## [THE INPUT]

· · · · ·

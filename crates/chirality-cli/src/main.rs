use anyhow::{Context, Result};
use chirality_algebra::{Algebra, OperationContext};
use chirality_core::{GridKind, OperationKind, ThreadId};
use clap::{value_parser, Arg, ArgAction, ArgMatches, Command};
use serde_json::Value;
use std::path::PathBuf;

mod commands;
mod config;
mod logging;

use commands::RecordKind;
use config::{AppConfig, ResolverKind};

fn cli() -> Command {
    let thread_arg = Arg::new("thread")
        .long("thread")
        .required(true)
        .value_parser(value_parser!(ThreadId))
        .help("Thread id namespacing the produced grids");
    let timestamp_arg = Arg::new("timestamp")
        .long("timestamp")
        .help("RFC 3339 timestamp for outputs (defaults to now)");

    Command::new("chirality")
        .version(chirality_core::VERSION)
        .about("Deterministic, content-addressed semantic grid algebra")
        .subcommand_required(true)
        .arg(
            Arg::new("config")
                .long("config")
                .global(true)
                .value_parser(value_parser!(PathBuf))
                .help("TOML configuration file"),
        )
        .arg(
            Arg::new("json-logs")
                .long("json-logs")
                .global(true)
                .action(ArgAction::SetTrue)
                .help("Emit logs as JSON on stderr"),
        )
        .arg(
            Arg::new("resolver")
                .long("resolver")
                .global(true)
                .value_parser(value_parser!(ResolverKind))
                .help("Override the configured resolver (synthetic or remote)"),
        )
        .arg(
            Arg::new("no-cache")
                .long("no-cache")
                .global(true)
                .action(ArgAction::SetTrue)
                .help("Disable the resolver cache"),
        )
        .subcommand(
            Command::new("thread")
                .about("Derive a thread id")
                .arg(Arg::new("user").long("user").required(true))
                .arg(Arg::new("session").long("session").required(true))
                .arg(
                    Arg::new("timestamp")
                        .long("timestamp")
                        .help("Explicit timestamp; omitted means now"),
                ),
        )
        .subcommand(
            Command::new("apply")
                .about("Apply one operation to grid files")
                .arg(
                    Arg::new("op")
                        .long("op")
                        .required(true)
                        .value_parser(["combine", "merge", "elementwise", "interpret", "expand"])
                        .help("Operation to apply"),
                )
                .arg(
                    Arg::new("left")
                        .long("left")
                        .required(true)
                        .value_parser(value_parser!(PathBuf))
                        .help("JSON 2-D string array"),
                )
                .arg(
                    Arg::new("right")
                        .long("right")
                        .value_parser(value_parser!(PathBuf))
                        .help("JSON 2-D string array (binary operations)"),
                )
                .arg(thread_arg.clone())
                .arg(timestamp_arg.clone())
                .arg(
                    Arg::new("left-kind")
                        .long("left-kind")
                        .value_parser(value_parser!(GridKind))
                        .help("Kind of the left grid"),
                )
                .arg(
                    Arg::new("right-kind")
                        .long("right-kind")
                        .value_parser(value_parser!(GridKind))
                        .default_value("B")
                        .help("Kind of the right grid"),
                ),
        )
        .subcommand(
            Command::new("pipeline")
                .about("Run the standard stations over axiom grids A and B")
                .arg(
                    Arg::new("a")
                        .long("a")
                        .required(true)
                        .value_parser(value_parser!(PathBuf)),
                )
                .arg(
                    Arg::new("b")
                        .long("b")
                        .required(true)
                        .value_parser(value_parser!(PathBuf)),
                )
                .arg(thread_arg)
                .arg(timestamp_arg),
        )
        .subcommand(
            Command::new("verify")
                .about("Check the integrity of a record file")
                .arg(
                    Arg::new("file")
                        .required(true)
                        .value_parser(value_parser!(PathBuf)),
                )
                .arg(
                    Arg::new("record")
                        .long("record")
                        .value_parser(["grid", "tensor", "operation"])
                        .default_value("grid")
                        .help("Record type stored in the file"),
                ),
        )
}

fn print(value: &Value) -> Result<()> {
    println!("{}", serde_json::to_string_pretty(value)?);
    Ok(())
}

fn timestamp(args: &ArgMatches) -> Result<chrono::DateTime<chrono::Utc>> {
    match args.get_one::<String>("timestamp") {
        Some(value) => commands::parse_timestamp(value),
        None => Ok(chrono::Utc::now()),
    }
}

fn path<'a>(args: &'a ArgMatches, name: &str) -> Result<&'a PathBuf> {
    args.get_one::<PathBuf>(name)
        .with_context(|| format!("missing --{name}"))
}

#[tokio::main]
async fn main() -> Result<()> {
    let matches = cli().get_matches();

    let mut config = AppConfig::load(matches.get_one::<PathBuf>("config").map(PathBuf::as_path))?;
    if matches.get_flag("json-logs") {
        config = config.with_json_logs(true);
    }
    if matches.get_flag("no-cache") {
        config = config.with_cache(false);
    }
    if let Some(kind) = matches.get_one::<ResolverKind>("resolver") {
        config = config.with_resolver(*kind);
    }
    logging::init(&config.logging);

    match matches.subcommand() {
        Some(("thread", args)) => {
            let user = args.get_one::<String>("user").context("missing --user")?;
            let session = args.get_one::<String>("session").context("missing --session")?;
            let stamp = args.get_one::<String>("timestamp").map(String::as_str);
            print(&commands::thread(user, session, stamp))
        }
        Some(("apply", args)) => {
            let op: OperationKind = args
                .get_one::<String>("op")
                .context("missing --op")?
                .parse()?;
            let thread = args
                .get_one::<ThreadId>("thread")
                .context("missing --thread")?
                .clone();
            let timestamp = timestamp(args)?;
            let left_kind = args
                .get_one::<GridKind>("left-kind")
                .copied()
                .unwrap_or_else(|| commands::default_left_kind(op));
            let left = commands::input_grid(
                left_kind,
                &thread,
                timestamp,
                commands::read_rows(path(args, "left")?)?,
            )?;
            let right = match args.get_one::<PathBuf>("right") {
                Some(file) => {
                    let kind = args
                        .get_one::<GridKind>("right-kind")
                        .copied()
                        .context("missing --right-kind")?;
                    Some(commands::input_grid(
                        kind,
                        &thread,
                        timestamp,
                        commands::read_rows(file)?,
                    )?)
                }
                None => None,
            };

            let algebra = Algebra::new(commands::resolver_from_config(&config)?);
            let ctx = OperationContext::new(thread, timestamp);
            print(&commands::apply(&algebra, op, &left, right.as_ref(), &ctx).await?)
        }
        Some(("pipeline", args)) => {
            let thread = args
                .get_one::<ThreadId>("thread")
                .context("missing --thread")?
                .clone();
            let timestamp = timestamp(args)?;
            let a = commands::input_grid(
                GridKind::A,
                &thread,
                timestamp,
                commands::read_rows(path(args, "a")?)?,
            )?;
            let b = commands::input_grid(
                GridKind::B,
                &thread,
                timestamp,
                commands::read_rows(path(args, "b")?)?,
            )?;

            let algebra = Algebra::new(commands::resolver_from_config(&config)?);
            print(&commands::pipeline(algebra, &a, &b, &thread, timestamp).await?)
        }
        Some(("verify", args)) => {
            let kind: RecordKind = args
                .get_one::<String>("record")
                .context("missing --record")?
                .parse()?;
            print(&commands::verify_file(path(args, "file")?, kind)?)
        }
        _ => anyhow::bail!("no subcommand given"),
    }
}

· · · · ·

## [ABOUT THIS EXERCISE]
Once you have read the entries, repeat them all exactly.

## [RESULT]
filename crates/chirality-cli/src/main.rs
use anyhow::{Context, Result};
use chirality_algebra::{Algebra, OperationContext};
use chirality_core::{GridKind, OperationKind, ThreadId};
use clap::{value_parser, Arg, ArgAction, ArgMatches, Command};
use serde_json::Value;
use std::path::PathBuf;

mod commands;
mod config;
mod logging;

use commands::RecordKind;
use config::{AppConfig, ResolverKind};

fn cli() -> Command {
    let thread_arg = Arg::new("thread")
        .long("thread")
        .required(true)
        .value_parser(value_parser!(ThreadId))
        .help("Thread id namespacing the produced grids");
    let timestamp_arg = Arg::new("timestamp")
        .long("timestamp")
        .help("RFC 3339 timestamp for outputs (defaults to now)");

    Command::new("chirality")
        .version(chirality_core::VERSION)
        .about("Deterministic, content-addressed semantic grid algebra")
        .subcommand_required(true)
        .arg(
            Arg::new("config")
                .long("config")
                .global(true)
                .value_parser(value_parser!(PathBuf))
                .help("TOML configuration file"),
        )
        .arg(
            Arg::new("json-logs")
                .long("json-logs")
                .global(true)
                .action(ArgAction::SetTrue)
                .help("Emit logs as JSON on stderr"),
        )
        .arg(
            Arg::new("resolver")
                .long("resolver")
                .global(true)
                .value_parser(value_parser!(ResolverKind))
                .help("Override the configured resolver (synthetic or remote)"),
        )
        .arg(
            Arg::new("no-cache")
                .long("no-cache")
                .global(true)
                .action(ArgAction::SetTrue)
                .help("Disable the resolver cache"),
        )
        .subcommand(
            Command::new("thread")
                .about("Derive a thread id")
                .arg(Arg::new("user").long("user").required(true))
                .arg(Arg::new("session").long("session").required(true))
                .arg(
                    Arg::new("timestamp")
                        .long("timestamp")
                        .help("Explicit timestamp; omitted means now"),
                ),
        )
        .subcommand(
            Command::new("apply")
                .about("Apply one operation to grid files")
                .arg(
                    Arg::new("op")
                        .long("op")
                        .required(true)
                        .value_parser(["combine", "merge", "elementwise", "interpret", "expand"])
                        .help("Operation to apply"),
                )
                .arg(
                    Arg::new("left")
                        .long("left")
                        .required(true)
                        .value_parser(value_parser!(PathBuf))
                        .help("JSON 2-D string array"),
                )
                .arg(
                    Arg::new("right")
                        .long("right")
                        .value_parser(value_parser!(PathBuf))
                        .help("JSON 2-D string array (binary operations)"),
                )
                .arg(thread_arg.clone())
                .arg(timestamp_arg.clone())
                .arg(
                    Arg::new("left-kind")
                        .long("left-kind")
                        .value_parser(value_parser!(GridKind))
                        .help("Kind of the left grid"),
                )
                .arg(
                    Arg::new("right-kind")
                        .long("right-kind")
                        .value_parser(value_parser!(GridKind))
                        .default_value("B")
                        .help("Kind of the right grid"),
                ),
        )
        .subcommand(
            Command::new("pipeline")
                .about("Run the standard stations over axiom grids A and B")
                .arg(
                    Arg::new("a")
                        .long("a")
                        .required(true)
                        .value_parser(value_parser!(PathBuf)),
                )
                .arg(
                    Arg::new("b")
                        .long("b")
                        .required(true)
                        .value_parser(value_parser!(PathBuf)),
                )
                .arg(thread_arg)
                .arg(timestamp_arg),
        )
        .subcommand(
            Command::new("verify")
                .about("Check the integrity of a record file")
                .arg(
                    Arg::new("file")
                        .required(true)
                        .value_parser(value_parser!(PathBuf)),
                )
                .arg(
                    Arg::new("record")
                        .long("record")
                        .value_parser(["grid", "tensor", "operation"])
                        .default_value("grid")
                        .help("Record type stored in the file"),
                ),
        )
}

fn print(value: &Value) -> Result<()> {
    println!("{}", serde_json::to_string_pretty(value)?);
    Ok(())
}

fn timestamp(args: &ArgMatches) -> Result<chrono::DateTime<chrono::Utc>> {
    match args.get_one::<String>("timestamp") {
        Some(value) => commands::parse_timestamp(value),
        None => Ok(chrono::Utc::now()),
    }
}

fn path<'a>(args: &'a ArgMatches, name: &str) -> Result<&'a PathBuf> {
    args.get_one::<PathBuf>(name)
        .with_context(|| format!("missing --{name}"))
}

#[tokio::main]
async fn main() -> Result<()> {
    let matches = cli().get_matches();

    let mut config = AppConfig::load(matches.get_one::<PathBuf>("config").map(PathBuf::as_path))?;
    if matches.get_flag("json-logs") {
        config = config.with_json_logs(true);
    }
    if matches.get_flag("no-cache") {
        config = config.with_cache(false);
    }
    if let Some(kind) = matches.get_one::<ResolverKind>("resolver") {
        config = config.with_resolver(*kind);
    }
    logging::init(&config.logging);

    match matches.subcommand() {
        Some(("thread", args)) => {
            let user = args.get_one::<String>("user").context("missing --user")?;
            let session = args.get_one::<String>("session").context("missing --session")?;
            let stamp = args.get_one::<String>("timestamp").map(String::as_str);
            print(&commands::thread(user, session, stamp))
        }
        Some(("apply", args)) => {
            let op: OperationKind = args
                .get_one::<String>("op")
                .context("missing --op")?
                .parse()?;
            let thread = args
                .get_one::<ThreadId>("thread")
                .context("missing --thread")?
                .clone();
            let timestamp = timestamp(args)?;
            let left_kind = args
                .get_one::<GridKind>("left-kind")
                .copied()
                .unwrap_or_else(|| commands::default_left_kind(op));
            let left = commands::input_grid(
                left_kind,
                &thread,
                timestamp,
                commands::read_rows(path(args, "left")?)?,
            )?;
            let right = match args.get_one::<PathBuf>("right") {
                Some(file) => {
                    let kind = args
                        .get_one::<GridKind>("right-kind")
                        .copied()
                        .context("missing --right-kind")?;
                    Some(commands::input_grid(
                        kind,
                        &thread,
                        timestamp,
                        commands::read_rows(file)?,
                    )?)
                }
                None => None,
            };

            let algebra = Algebra::new(commands::resolver_from_config(&config)?);
            let ctx = OperationContext::new(thread, timestamp);
            print(&commands::apply(&algebra, op, &left, right.as_ref(), &ctx).await?)
        }
        Some(("pipeline", args)) => {
            let thread = args
                .get_one::<ThreadId>("thread")
                .context("missing --thread")?
                .clone();
            let timestamp = timestamp(args)?;
            let a = commands::input_grid(
                GridKind::A,
                &thread,
                timestamp,
                commands::read_rows(path(args, "a")?)?,
            )?;
            let b = commands::input_grid(
                GridKind::B,
                &thread,
                timestamp,
                commands::read_rows(path(args, "b")?)?,
            )?;

            let algebra = Algebra::new(commands::resolver_from_config(&config)?);
            print(&commands::pipeline(algebra, &a, &b, &thread, timestamp).await?)
        }
        Some(("verify", args)) => {
            let kind: RecordKind = args
                .get_one::<String>("record")
                .context("missing --record")?
                .parse()?;
            print(&commands::verify_file(path(args, "file")?, kind)?)
        }
        _ => anyhow::bail!("no subcommand given"),
    }
}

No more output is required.